J. Phys. IV France
Volume 104, March 2003
|Page(s)||607 - 613|
J. Phys. IV France 104 (2003) 607
High resolution X-ray tomography with applications in biology and materials scienceG. Schneider1, G. Denbeaux1, E. Anderson1, A. Pearson1, W. Bates1, S. Vogt2, C. Knochen2, M.A. Meyer2 and E. Zschech3
1 Center for X-Ray Optics, Lawrence Berkeley National Laboratory, One Cyclotron Road, MS 2-400, Berkeley, CA 94720, U.S.A.
2 Advanced Photon Source, Argonne National Laboratory, Building 432/B0006, 9700 South Cass Avenue, Argonne, IL 60439, U.S.A.

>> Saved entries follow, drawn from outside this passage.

//! Configuration error types.

use super::FieldPath;
use owo_colors::OwoColorize;
use std::fmt;
use std::path::PathBuf;
use thiserror::Error;

// ============================================================================
// ConfigError
// ============================================================================

/// Configuration-related errors
#[derive(Debug, Error)]
pub enum ConfigError {
    #[error("IO error when reading `{0}`")]
    Io(PathBuf, #[source] std::io::Error),

    #[error("Config file parsing error")]
    Toml(#[from] toml::de::Error),

    #[error("Config validation error: {0}")]
    Validation(String),

    // No #[from]: a source() here would print every diagnostic twice
    #[error("{0}")]
    Diagnostics(ConfigDiagnostics),
}

// ============================================================================
// ConfigDiagnostic
// ============================================================================

/// One problem found while validating the config.
#[derive(Debug, Clone)]
pub struct ConfigDiagnostic {
    pub field: FieldPath,
    pub message: String,
    pub hint: Option<String>,
}

impl fmt::Display for ConfigDiagnostic {
    fn fmt(&self, f: &mut fmt::Formatter<'_>) -> fmt::Result {
        writeln!(
            f,
            "{}{}{}",
            "[".dimmed(),
            self.field.as_str().cyan(),
            "]".dimmed()
        )?;
        write!(f, "{} {}", "→".red(), self.message)?;
        if let Some(hint) = &self.hint {
            write!(f, "\n  {} {}", "hint:".yellow(), hint)?;
        }
        Ok(())
    }
}

// ============================================================================
// ConfigDiagnostics
// ============================================================================

/// Collects every validation error before failing, so one run reports all of them.
#[derive(Debug, Default)]
pub struct ConfigDiagnostics {
    errors: Vec<ConfigDiagnostic>,
    warnings: Vec<(FieldPath, String)>,
}

impl ConfigDiagnostics {
    pub fn new() -> Self {
        Self::default()
    }

    pub fn error(&mut self, field: FieldPath, message: impl Into<String>) {
        self.errors.push(ConfigDiagnostic {
            field,
            message: message.into(),
            hint: None,
        });
    }

    pub fn error_with_hint(
        &mut self,
        field: FieldPath,
        message: impl Into<String>,
        hint: impl Into<String>,
    ) {
        self.errors.push(ConfigDiagnostic {
            field,
            message: message.into(),
            hint: Some(hint.into()),
        });
    }

    /// Record a non-fatal problem, printed by [`Self::print_warnings`].
    pub fn warn(&mut self, field: FieldPath, message: impl Into<String>) {
        self.warnings.push((field, message.into()));
    }

    pub fn print_warnings(&self) {
        for (field, message) in &self.warnings {
            crate::log!("warning"; "[{}] {}", field.as_str(), message);
        }
    }

    pub fn len(&self) -> usize {
        self.errors.len()
    }

    pub fn is_empty(&self) -> bool {
        self.errors.is_empty()
    }

    pub fn errors(&self) -> &[ConfigDiagnostic] {
        &self.errors
    }

    pub fn warnings(&self) -> &[(FieldPath, String)] {
        &self.warnings
    }

    /// `Err(self)` when at least one error was recorded.
    pub fn into_result(self) -> Result<(), Self> {
        if self.errors.is_empty() {
            Ok(())
        } else {
            Err(self)
        }
    }
}

impl fmt::Display for ConfigDiagnostics {
    fn fmt(&self, f: &mut fmt::Formatter<'_>) -> fmt::Result {
        writeln!(f, "{}\n", "config validation failed:".red().bold())?;
        for (i, err) in self.errors.iter().enumerate() {
            write!(f, "{err}")?;
            if i + 1 < self.errors.len() {
                writeln!(f, "\n")?;
            }
        }
        if self.errors.len() > 1 {
            write!(
                f,
                "\n\n{} {} {}",
                "found".dimmed(),
                self.errors.len().to_string().red().bold(),
                "errors".dimmed()
            )?;
        }
        Ok(())
    }
}

impl std::error::Error for ConfigDiagnostics {}
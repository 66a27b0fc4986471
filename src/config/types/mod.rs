//! Configuration utility types.
//!
//! | Module  | Purpose                                |
//! |---------|----------------------------------------|
//! | `error` | `ConfigError` and collected diagnostics |
//! | `field` | Dotted field paths used in diagnostics |

mod error;
mod field;

pub use error::{ConfigDiagnostics, ConfigError};
pub use field::FieldPath;
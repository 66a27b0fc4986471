//! Link string utilities.
//!
//! Provides consistent link handling across the pipeline:
//! - Link type detection (external vs internal)
//! - Fragment splitting
//! - Relative marker and site prefix stripping
//! - Percent-encoding of link destinations

use std::borrow::Cow;

use percent_encoding::{AsciiSet, CONTROLS, percent_decode_str, utf8_percent_encode};

/// Characters escaped in a link path. `/` stays literal.
const PATH_SET: &AsciiSet = &CONTROLS
    .add(b' ')
    .add(b'"')
    .add(b'#')
    .add(b'%')
    .add(b'(')
    .add(b')')
    .add(b'<')
    .add(b'>')
    .add(b'?')
    .add(b'[')
    .add(b']')
    .add(b'`')
    .add(b'{')
    .add(b'}');

/// Schemes that never carry an authority (`//`) but are still external.
const OPAQUE_SCHEMES: &[&str] = &["mailto", "tel", "data", "javascript", "obsidian"];

/// Check if a link is external (has a URL scheme like `https://`, `mailto:`, etc.)
///
/// A valid scheme must:
/// - Have at least 1 character before the colon
/// - Only contain ASCII alphanumeric or `+`, `-`, `.`
/// - Be followed by `//`, unless it is a known opaque scheme
///
/// The authority requirement keeps note names such as `Meeting: notes`
/// internal.
///
/// # Examples
/// ```ignore
/// assert!(is_external_link("https://example.com"));
/// assert!(is_external_link("mailto:user@example.com"));
/// assert!(!is_external_link("/about"));
/// assert!(!is_external_link("Meeting: notes"));
/// ```
#[inline]
pub fn is_external_link(link: &str) -> bool {
    link.find(':').is_some_and(|pos| {
        let scheme = &link[..pos];
        pos > 0
            && scheme
                .chars()
                .all(|c| c.is_ascii_alphanumeric() || matches!(c, '+' | '-' | '.'))
            && (link[pos + 1..].starts_with("//")
                || OPAQUE_SCHEMES
                    .iter()
                    .any(|s| s.eq_ignore_ascii_case(scheme)))
    })
}

/// Split a link into path and fragment parts
///
/// # Returns
/// A tuple of (path, fragment) where fragment is empty string if no `#` found
///
/// # Examples
/// ```ignore
/// assert_eq!(split_path_fragment("note#team"), ("note", "team"));
/// assert_eq!(split_path_fragment("note"), ("note", ""));
/// ```
#[inline]
pub fn split_path_fragment(link: &str) -> (&str, &str) {
    link.split_once('#').unwrap_or((link, ""))
}

/// Strip leading `./` and any number of `../` markers.
///
/// # Examples
/// ```ignore
/// assert_eq!(strip_relative_markers("../../a/b.md"), "a/b.md");
/// assert_eq!(strip_relative_markers("./a.md"), "a.md");
/// ```
pub fn strip_relative_markers(link: &str) -> &str {
    let mut rest = link;
    loop {
        if let Some(stripped) = rest.strip_prefix("./") {
            rest = stripped;
        } else if let Some(stripped) = rest.strip_prefix("../") {
            rest = stripped;
        } else {
            return rest;
        }
    }
}

/// Strip a leading site prefix (e.g. `/docs/`) and leading slashes.
///
/// An empty prefix only strips leading slashes.
pub fn strip_site_prefix<'a>(link: &'a str, prefix: &str) -> &'a str {
    let prefix = prefix.trim_matches('/');
    let trimmed = link.trim_start_matches('/');
    if prefix.is_empty() || !link.starts_with('/') {
        return trimmed;
    }
    match trimmed.strip_prefix(prefix) {
        Some(rest) if rest.is_empty() || rest.starts_with('/') => rest.trim_start_matches('/'),
        _ => trimmed,
    }
}

/// Check if a link starts with a relative marker (`./` or `../`).
#[inline]
pub fn is_relative_link(link: &str) -> bool {
    link.starts_with("./") || link.starts_with("../")
}

/// Percent-encode a path or fragment for use as a markdown/HTML link.
pub fn encode_link(s: &str) -> String {
    utf8_percent_encode(s, PATH_SET).to_string()
}

/// Undo [`encode_link`]. Invalid UTF-8 sequences decode lossily.
pub fn decode_link(s: &str) -> Cow<'_, str> {
    percent_decode_str(s).decode_utf8_lossy()
}

/// Root-relative URL of a page below the html directory.
///
/// `base` is `""` or `"/prefix"`.
pub fn page_url(base: &str, page_path: &str) -> String {
    format!("{base}/{}", encode_link(page_path))
}

#[cfg(test)]
mod tests {
    use super::*;

    #[test]
    fn test_is_external_link() {
        assert!(is_external_link("https://example.com"));
        assert!(is_external_link("http://example.com"));
        assert!(is_external_link("mailto:user@example.com"));
        assert!(is_external_link("tel:+1234567890"));
        assert!(!is_external_link("/about"));
        assert!(!is_external_link("./file.txt"));
        assert!(!is_external_link("#section"));
        assert!(!is_external_link("Meeting: notes"));
        assert!(!is_external_link(":weird"));
    }

    #[test]
    fn test_split_path_fragment() {
        assert_eq!(split_path_fragment("note#team"), ("note", "team"));
        assert_eq!(split_path_fragment("note"), ("note", ""));
        assert_eq!(split_path_fragment("#section"), ("", "section"));
        assert_eq!(split_path_fragment("a#b#c"), ("a", "b#c"));
    }

    #[test]
    fn test_strip_relative_markers() {
        assert_eq!(strip_relative_markers("../../a/b.md"), "a/b.md");
        assert_eq!(strip_relative_markers("./a.md"), "a.md");
        assert_eq!(strip_relative_markers("./../a.md"), "a.md");
        assert_eq!(strip_relative_markers("a.md"), "a.md");
    }

    #[test]
    fn test_strip_site_prefix() {
        assert_eq!(strip_site_prefix("/docs/a/b.md", "docs"), "a/b.md");
        assert_eq!(strip_site_prefix("/docs/a/b.md", "/docs/"), "a/b.md");
        assert_eq!(strip_site_prefix("/docsets/a.md", "docs"), "docsets/a.md");
        assert_eq!(strip_site_prefix("/a/b.md", ""), "a/b.md");
        assert_eq!(strip_site_prefix("docs/a.md", "docs"), "docs/a.md");
    }

    #[test]
    fn test_encode_decode_link() {
        assert_eq!(encode_link("My Note (draft).md"), "My%20Note%20%28draft%29.md");
        assert_eq!(encode_link("a/b.md"), "a/b.md");
        assert_eq!(decode_link("My%20Note%20%28draft%29.md"), "My Note (draft).md");
        assert_eq!(decode_link(&encode_link("日記/今日.md")), "日記/今日.md");
    }

    #[test]
    fn test_page_url() {
        assert_eq!(page_url("", "index.html"), "/index.html");
        assert_eq!(page_url("/docs", "a/my note.html"), "/docs/a/my%20note.html");
    }
}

3 Institut für Röntgenphysik, Georg-August-Universität Göttingen, Geiststrasse 11, 37073 Göttingen, Germany
With the new tomography setup developed for the x-ray microscope XM-1 installed at the Advanced Light Source, tomography of immunolabelled frozen-hydrated cells to detect protein distributions inside of cells was performed. The distribution of the nuclear protein, male specific lethal 1 (MSL-1) in the Drosophila melanogaster cell was studied. Another application field for high resolution tomography which is of fundamental interest in materials science is electromigration in advanced copper interconnects. In this work, quantitative time-resolved x-ray microscopy mass transport studies of the early stages of electromigration in an inlaid Cu line/via structure were performed with 40 nm spatial resolution at 1.8 keV photon energy. Correlation of the real time x-ray microscopy images with post mortem high voltage electron micrographs of the sample shows that the void nucleation occurs at the site of grain boundaries in Cu and that the voids migrate along these grain boundaries during electromigration. To provide 3D information about the exact location (bulk or interface) of void nucleation and migration during an EM experiment, as well as to measure quantitatively the mass transport in the volume, future experiments must be based on time-resolved x-ray tomography.